As Assistant Director of Pardes Institute of Jewish Studies, North America, I spend a large percentage of my time fundraising and recruiting for our programs, and this question looms in my mind daily as I think about the best way to excite those who have not experienced Pardes first-hand as I have. How can I viscerally impress upon them what our thousands of alumni know intuitively to be true; that Jewish texts matter, are deeply relevant to our modern lives, and that coming to study Jewish texts in the Pardes beit midrash is a deeply meaningful and life changing experience.
Reluctant to resort to gimmicks, and in an attempt to find new ways to talk about Pardes, to give me the words I cannot always find, I turned recently to social media and asked the 926 members on the Pardes Alumni Network Facebook group to complete the question, “When I think of Pardes I think of…”
Here are some of their responses:
“Learning without borders. Learning with people I would have never wanted to meet before, and discovering that we are more similar than apart.”
“Becoming my true self.”
“Mind-and soul-quenching learning.”
“A safe space to develop my Jewish identity.”
“Tools to learn Torah on its own terms.”
“The best two years of my life!”
“The most calmly, truly, seriously pluralistic Jewish environment I’ve ever seen.”
“My first real one-on-one encounter with Jewish classical texts, and gaining the tools to have a conversation with them.”
“The love that emanates from our teachers.”
”Klal Yisrael coming together.”
I love these responses, especially this last one, and reading them brings me back to Rabbi Heschel.
Rather than defeating, for Rabbi Heschel the existence of the ineffable is awe inspiring and motivating. It is not a reason to abandon words, but a challenge to use them more poetically. Rabbi Heschel does not concede that God cannot be reached simply because God cannot be described. He does not argue against prayer or piyutim, human attempts to describe God’s indescribable grandeur. On the contrary, Rabbi Heschel poured himself into the task of writing, spilling much ink attempting to say things he himself argued could not be said!

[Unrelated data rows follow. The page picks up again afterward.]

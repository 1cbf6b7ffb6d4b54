//! Exploration strategies for action selection.
use crate::util::argmax;
use ndarray::ArrayView1;
use rand::Rng;
use serde::{Deserialize, Serialize};

/// Action-selection variants over the same `select_action` capability.
///
/// Which variant is active at a given point of a run is decided by the
/// trainer: uniform random during burn-in, linear decay while training,
/// a fixed low epsilon during evaluation episodes.
#[derive(Debug, Deserialize, Serialize, PartialEq, Clone)]
pub enum ExplorationPolicy {
    /// Uniform random action selection.
    UniformRandom(UniformRandomPolicy),

    /// Epsilon-greedy with a linearly decayed epsilon.
    LinearDecayGreedyEpsilon(LinearDecayGreedyEpsilonPolicy),

    /// Epsilon-greedy with a fixed epsilon.
    GreedyEpsilon(GreedyEpsilonPolicy),
}

impl ExplorationPolicy {
    /// Selects an action given current Q-value estimates.
    pub fn select_action(&mut self, q_values: &ArrayView1<f32>, rng: &mut impl Rng) -> usize {
        match self {
            Self::UniformRandom(p) => p.select_action(rng),
            Self::LinearDecayGreedyEpsilon(p) => p.select_action(q_values, rng),
            Self::GreedyEpsilon(p) => p.select_action(q_values, rng),
        }
    }

    /// Whether the variant consults Q-values at all. Lets callers skip the
    /// forward pass while the uniform policy is active.
    pub fn needs_q_values(&self) -> bool {
        !matches!(self, Self::UniformRandom(_))
    }

    /// Current exploration probability of the variant.
    pub fn epsilon(&self) -> f64 {
        match self {
            Self::UniformRandom(_) => 1.0,
            Self::LinearDecayGreedyEpsilon(p) => p.epsilon(),
            Self::GreedyEpsilon(p) => p.epsilon,
        }
    }
}

/// Uniform random action selection, used while the replay store fills up.
#[derive(Debug, Deserialize, Serialize, PartialEq, Clone)]
pub struct UniformRandomPolicy {
    /// Number of discrete actions.
    pub num_actions: usize,
}

impl UniformRandomPolicy {
    /// Constructs a uniform random policy.
    pub fn new(num_actions: usize) -> Self {
        Self { num_actions }
    }

    /// Returns an action uniformly over `[0, num_actions)`.
    pub fn select_action(&self, rng: &mut impl Rng) -> usize {
        rng.gen_range(0..self.num_actions)
    }
}

/// Epsilon-greedy action selection with a linearly decayed epsilon.
#[derive(Debug, Deserialize, Serialize, PartialEq, Clone)]
pub struct LinearDecayGreedyEpsilonPolicy {
    /// Number of training-mode calls so far.
    pub step: usize,

    /// Epsilon at step 0.
    pub initial_epsilon: f64,

    /// Epsilon floor after decay completes.
    pub final_epsilon: f64,

    /// Number of steps over which epsilon is annealed.
    pub decay_steps: usize,
}

impl LinearDecayGreedyEpsilonPolicy {
    /// Constructs a linear-decay epsilon-greedy policy.
    pub fn new(initial_epsilon: f64, final_epsilon: f64, decay_steps: usize) -> Self {
        Self {
            step: 0,
            initial_epsilon,
            final_epsilon,
            decay_steps,
        }
    }

    /// Epsilon value at the given step.
    pub fn epsilon_at(&self, step: usize) -> f64 {
        let d = (self.initial_epsilon - self.final_epsilon) / self.decay_steps as f64;
        (self.initial_epsilon - d * step as f64).max(self.final_epsilon)
    }

    /// Epsilon value at the current step.
    pub fn epsilon(&self) -> f64 {
        self.epsilon_at(self.step)
    }

    /// Returns the arg-max action with probability `1 - epsilon(step)` and
    /// a uniform random action otherwise; advances the step counter.
    pub fn select_action(&mut self, q_values: &ArrayView1<f32>, rng: &mut impl Rng) -> usize {
        let eps = self.epsilon();
        self.step += 1;
        if rng.gen::<f64>() < eps {
            rng.gen_range(0..q_values.len())
        } else {
            argmax(q_values)
        }
    }
}

/// Epsilon-greedy action selection with a constant, typically small,
/// epsilon; used at evaluation. Carries no step-dependent state.
#[derive(Debug, Deserialize, Serialize, PartialEq, Clone)]
pub struct GreedyEpsilonPolicy {
    /// Exploration probability.
    pub epsilon: f64,
}

impl GreedyEpsilonPolicy {
    /// Constructs a fixed-epsilon greedy policy.
    pub fn new(epsilon: f64) -> Self {
        Self { epsilon }
    }

    /// Returns the arg-max action with probability `1 - epsilon`.
    pub fn select_action(&self, q_values: &ArrayView1<f32>, rng: &mut impl Rng) -> usize {
        if rng.gen::<f64>() < self.epsilon {
            rng.gen_range(0..q_values.len())
        } else {
            argmax(q_values)
        }
    }
}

So too it must be with us. Our job, our challenge, as peddlers of meaning, is to bridge that gap between concrete words and transcendent meaning. Like a siddur, our daily guidebook that helps us bridge the immense gap between the corporeal and the divine, a book that weaves together many voices — biblical, rabbinic, earlier and later sages — we too must weave together the voices of our constituents, recent and past, and not rely simply on our own.
Put differently, it is when klal Yisrael comes together, when we collect the voices of many, that our story is told in its richest form. This, too, is the secret sauce of Pardes so succinctly and elegantly captured by our alumnus in responsive to my Facebook query. Pardes is “Klal Yisrael coming together.” In our case, it is by bringing together Jews of all genders, backgrounds, and religious perspectives that meaning blooms in ways that it does not when each group operates in isolation.
And so, I accept the challenge to convey in words, both my own and those of my fellow alumni, the power of the deeply meaningful, ineffable experiences that take place within our one-of-a-kind beit midrash, no matter how imperfect those words may be — because collectively our words are greater than the sum of their parts.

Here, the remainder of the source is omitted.